|
|
|
|
|
|
Ağzıma bir parmak bal çalıyorlar
* Oyuncu olarak hedefinize ulaştınız mı? Türkiye şartlarında evet. Türkan Şoray ve o jenerasyonla kıyaslamıyorum kendimi ama benim dönemime göre oyunculuğa en çok zaman ayıranlardanım. Üstelik en zor şartlarda çalıştım. Performansa gelince, bunun sonu yok çünkü hep daha iyiyi yapabileceğinizi düşünürsünüz. Ama Süreyya Duru benim için çok özel bir yönetmendir ve onun filmlerinde hep gurur duymuşumdur oyunculuğumla. "Kalbin Zamanı" filminde de aynı şeyi hissettim, Berlin in Berlin'de de öyleydi ama her filmim için bunu söyleyemem.
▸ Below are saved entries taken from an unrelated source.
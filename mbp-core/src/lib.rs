//! mbp-core: session and real-time notification manager for the mbp client
//!
//! This crate owns the authenticated session of a client application:
//!
//! - **Token storage** - [`TokenStore`] with file, keyring and in-memory backends
//! - **Identity** - [`IdentityDecoder`] turns a JWT into an [`Identity`] without verifying it
//! - **Transport** - [`ApiTransport`] attaches `Authorization: Bearer` to every request
//! - **Notification channel** - [`NotificationChannel`] keeps one hub connection per session
//! - **Session** - [`SessionManager`] ties the above together behind `login`/`logout`/`initialize`
//!
//! # Quick Start
//!
//! ```no_run
//! use std::sync::Arc;
//!
//! use mbp_core::{FileTokenStore, SessionConfig, SessionContext, SessionManager, UnreadCounter};
//!
//! async fn example() -> Result<(), mbp_core::SessionError> {
//!     let config = SessionConfig::default();
//!     let store = Arc::new(FileTokenStore::in_data_dir(&config.app_prefix));
//!     let session = SessionManager::new(SessionContext::websocket(config, store)?);
//!
//!     let unread = UnreadCounter::new();
//!     unread.attach(session.channel()).detach();
//!
//!     if session.initialize().is_none() {
//!         session.login("eyJhbGciOi...")?;
//!     }
//!
//!     // ... on exit
//!     session.shutdown().await;
//!     Ok(())
//! }
//! ```
//!
//! # Architecture
//!
//! ```text
//! ┌──────────────────────── SessionManager ────────────────────────┐
//! │  TokenStore ──▶ IdentityDecoder ──▶ { token, identity }        │
//! │                                         │                      │
//! │            ApiTransport ◀── auth hook ──┤                      │
//! │                                         ▼                      │
//! │            NotificationChannel ──▶ HubConnector (ws / mock)    │
//! │                    │                                           │
//! │                    └──▶ listeners (UnreadCounter, ...)         │
//! └────────────────────────────────────────────────────────────────┘
//! ```

pub mod channel;
pub mod error;
pub mod identity;
pub mod notifications;
pub mod session;
pub mod token;
pub mod transport;

// Re-export key types for convenience
pub use channel::{
    ChannelConfig, ChannelError, ChannelState, HubConnector, HubEndpoint, MockHubConnector,
    NotificationChannel, NotificationMessage, ReconnectConfig, RetryPolicy, StartOutcome,
    Subscription, WsHubConnector,
};
pub use error::{SessionError, StorageError, TokenError};
pub use identity::{Identity, IdentityDecoder};
pub use notifications::UnreadCounter;
pub use session::{SessionConfig, SessionContext, SessionManager};
pub use token::{
    FileTokenStore, KeyringTokenStore, MemoryTokenStore, SessionToken, TokenStore, TokenSupplier,
};
pub use transport::{ApiErrorResponse, ApiTransport, TransportError};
* Yaptığınız dizi fimler beklenen ilgiyi görmüyor, eksik olan ne sizce? Açıkçası bunu ben de bilmiyorum, bahane üretmek de doğru gelmiyor. Bana söylenen o kadarçok şey var ki ama hiçbiri tek başına bir neden değil. Muhakkak bir yerde hata yapılıyor, bu açık. Ya beni diziye yakıştıramıyorlar bir sinema oyuncusu olarak, ya dizideki rolüme oturtamıyorlar, ya ben doğru senaryo seçemiyorum.... Yani bir hata var. Ama şu var, bana "Sen her şeyi başarırısın, sen ne yaparsan iyi yaparsın" denmesi hoşuma gitmiyor. Bu çocuğun ağzına bir parmak bal çalmak gibi bir şey. Asla kabul etmiyorum çünkü benim hatalarım başarılarımdan daha fazla. Ben hatalarımla yoğrulup başarıya ulaşmış biriyim. Küçük küçük hatalarla riske giriyorum ama arkasından büyük başarılar geliyor. Bugüne kadar hep öyle oldu ve başarılarım hatalarımı unutturdu. Hayatın kendisi de böyle aslında, risk almanız gerekir.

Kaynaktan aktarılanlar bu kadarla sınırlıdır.